Month by month, learning things I should already know by now.

Thursday, May 31, 2012

RESULTS!: Month 1

It's the end of Month 1: Sustenance.

When I started this month, I weighed 179 lbs. Today I am 167. That's a total loss of 12lbs!
My goal weight is 150. 17 more pounds to go.


        Body-Beginning of May                                          Body- End of May



   
 Skin -  Beginning of May                                        Skin -  End of May   


Well if nothing else, I certainly look happier!

Wednesday, May 30, 2012

Month 1 Wrap-Up


Well, the first month is drawing to an end. So what have I learned thus far? Mainly the lesson from month 1 is: Food matters, just like the aptly titled documentary says!  I'm really glad I started with food for many reason. I've seen results (weight loss at 12 lbs so far), I've felt results (my mind is clearer, my mood is better and more even, I quit my therapist), and I feel so changed by my realizations from this month that changing my lifestyle one month at a time does not seem like a daunting task. In fact, it seems inevitable.  Someone noticed the weight change the other day and it got me to thinking. If someone asks about my new 'diet' I'm going to instead tell them I've changed my lifestyle.

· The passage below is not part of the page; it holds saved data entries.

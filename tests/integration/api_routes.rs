//! Status codes and bodies of the reading store API, driven in-process.

use axum::body::Body;
use axum::http::{header, Method, Request, StatusCode};
use axum::Router;
use potlog::api;
use potlog::store::ReadingStore;
use regex::Regex;
use serde_json::{json, Value};
use tempfile::TempDir;
use tower::ServiceExt;

use crate::common::{absent_store_path, fresh_store, init_test_logging};

const TIMESTAMP_PATTERN: &str = r"^\d{4}-\d{2}-\d{2}T\d{2}:\d{2}:\d{2}\.\d{6}$";

async fn send(app: &Router, request: Request<Body>) -> (StatusCode, Value) {
    let response = app.clone().oneshot(request).await.unwrap();
    let status = response.status();
    let bytes = axum::body::to_bytes(response.into_body(), usize::MAX)
        .await
        .unwrap();
    let body = if bytes.is_empty() {
        Value::Null
    } else {
        serde_json::from_slice(&bytes)
            .unwrap_or_else(|_| panic!("non-JSON body: {}", String::from_utf8_lossy(&bytes)))
    };
    (status, body)
}

fn post_json(body: &str) -> Request<Body> {
    Request::builder()
        .method(Method::POST)
        .uri("/api/readings")
        .header(header::CONTENT_TYPE, "application/json")
        .body(Body::from(body.to_string()))
        .unwrap()
}

fn get_latest() -> Request<Body> {
    Request::builder()
        .uri("/api/readings/latest")
        .body(Body::empty())
        .unwrap()
}

#[tokio::test]
async fn append_returns_created_with_logged_data() {
    init_test_logging();
    let (_dir, store) = fresh_store();
    let app = api::router(store.clone());

    let (status, body) = send(&app, post_json(r#"{"value": 512}"#)).await;

    assert_eq!(status, StatusCode::CREATED);
    assert_eq!(body["status"], "success");
    assert_eq!(body["message"], "Data logged");
    assert_eq!(body["logged_data"]["pot_value"], 512);
    let timestamp = body["logged_data"]["timestamp"].as_str().unwrap();
    assert!(Regex::new(TIMESTAMP_PATTERN).unwrap().is_match(timestamp), "{timestamp}");
    assert_eq!(store.count().unwrap(), 1);
}

#[tokio::test]
async fn latest_on_empty_store_is_not_found() {
    let (_dir, store) = fresh_store();
    let app = api::router(store);

    let (status, body) = send(&app, get_latest()).await;

    assert_eq!(status, StatusCode::NOT_FOUND);
    assert_eq!(body, json!({"error": "No data available"}));
}

#[tokio::test]
async fn latest_returns_the_last_append() {
    let (_dir, store) = fresh_store();
    let app = api::router(store);

    let mut stamps = Vec::new();
    for value in [100, 200, 300] {
        let (status, created) =
            send(&app, post_json(&json!({ "value": value }).to_string())).await;
        assert_eq!(status, StatusCode::CREATED);
        stamps.push(created["logged_data"]["timestamp"].as_str().unwrap().to_string());
    }
    assert!(
        stamps.windows(2).all(|pair| pair[0] <= pair[1]),
        "timestamps went backwards: {stamps:?}"
    );

    let (status, body) = send(&app, get_latest()).await;
    assert_eq!(status, StatusCode::OK);
    assert_eq!(body["id"], 3);
    assert_eq!(body["pot_value"], 300);
    assert_eq!(body["timestamp"], stamps[2].as_str());
    assert!(Regex::new(TIMESTAMP_PATTERN)
        .unwrap()
        .is_match(body["timestamp"].as_str().unwrap()));
}

#[tokio::test]
async fn latest_echoes_the_append_timestamp() {
    let (_dir, store) = fresh_store();
    let app = api::router(store);

    let (_, created) = send(&app, post_json(r#"{"value": 7}"#)).await;
    let (_, latest) = send(&app, get_latest()).await;

    assert_eq!(latest["timestamp"], created["logged_data"]["timestamp"]);
}

#[tokio::test]
async fn client_timestamp_and_extra_fields_are_ignored() {
    let (_dir, store) = fresh_store();
    let app = api::router(store);

    let (status, body) = send(
        &app,
        post_json(r#"{"value": 5, "timestamp": "1999-01-01T00:00:00", "unit": "raw"}"#),
    )
    .await;

    assert_eq!(status, StatusCode::CREATED);
    assert_ne!(body["logged_data"]["timestamp"], "1999-01-01T00:00:00");
}

#[tokio::test]
async fn body_without_json_content_type_is_rejected() {
    let (_dir, store) = fresh_store();
    let app = api::router(store.clone());

    let request = Request::builder()
        .method(Method::POST)
        .uri("/api/readings")
        .header(header::CONTENT_TYPE, "text/plain")
        .body(Body::from(r#"{"value": 1}"#))
        .unwrap();
    let (status, body) = send(&app, request).await;

    assert_eq!(status, StatusCode::BAD_REQUEST);
    assert_eq!(body, json!({"error": "Request must be JSON"}));
    assert_eq!(store.count().unwrap(), 0);
}

#[tokio::test]
async fn malformed_json_is_rejected() {
    let (_dir, store) = fresh_store();
    let app = api::router(store.clone());

    let (status, body) = send(&app, post_json(r#"{"value": "#)).await;

    assert_eq!(status, StatusCode::BAD_REQUEST);
    assert_eq!(body["error"], "Request must be JSON");
    assert_eq!(store.count().unwrap(), 0);
}

#[tokio::test]
async fn bad_values_are_rejected_without_writing() {
    let (_dir, store) = fresh_store();
    let app = api::router(store.clone());
    send(&app, post_json(r#"{"value": 1}"#)).await;

    for body in [
        r#"{}"#,
        r#"{"val": 1}"#,
        r#"{"value": "12"}"#,
        r#"{"value": 12.5}"#,
        r#"{"value": true}"#,
        r#"{"value": null}"#,
        r#"[1, 2]"#,
    ] {
        let (status, response) = send(&app, post_json(body)).await;
        assert_eq!(status, StatusCode::BAD_REQUEST, "{body}");
        assert_eq!(response["error"], "Missing or invalid 'value' key", "{body}");
    }
    assert_eq!(store.count().unwrap(), 1);
}

#[tokio::test]
async fn missing_store_is_a_server_error() {
    let dir = TempDir::new().unwrap();
    let app = api::router(ReadingStore::new(absent_store_path(&dir)));

    let (status, body) = send(&app, post_json(r#"{"value": 1}"#)).await;
    assert_eq!(status, StatusCode::INTERNAL_SERVER_ERROR);
    assert!(body["error"].as_str().unwrap().starts_with("Database error"));

    let (status, _) = send(&app, get_latest()).await;
    assert_eq!(status, StatusCode::INTERNAL_SERVER_ERROR);
}

#[tokio::test]
async fn unknown_route_is_not_found() {
    let (_dir, store) = fresh_store();
    let app = api::router(store);

    let request = Request::builder()
        .uri("/api/readings/first")
        .body(Body::empty())
        .unwrap();
    let (status, _) = send(&app, request).await;
    assert_eq!(status, StatusCode::NOT_FOUND);
}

Telling people I'm on a diet insinuates that it will come to an end at some point (when I've lost enough weight, or when I get tired of it), but knowing what I know about food and how it effects me, this isn't a diet, this is knowledge which manifests permanent change. Besides, the contemporary definition of diet leads to thoughts of limiting yourself and counting calories, carbs, etc. What I'm doing is eating what we all should be eating in the first place. When we choose to eat garbage, I say that's a "diet". Or maybe more simply put, I've changed my diet (changed it back to natural, whole, pure) instead of "I'm on a diet".

So what has been on my plate this month? Lots of salads, with lots of different things to keep it interesting and to make sure I get all the fiber, protein, healthy fats, and nutrients I need. Lots of color!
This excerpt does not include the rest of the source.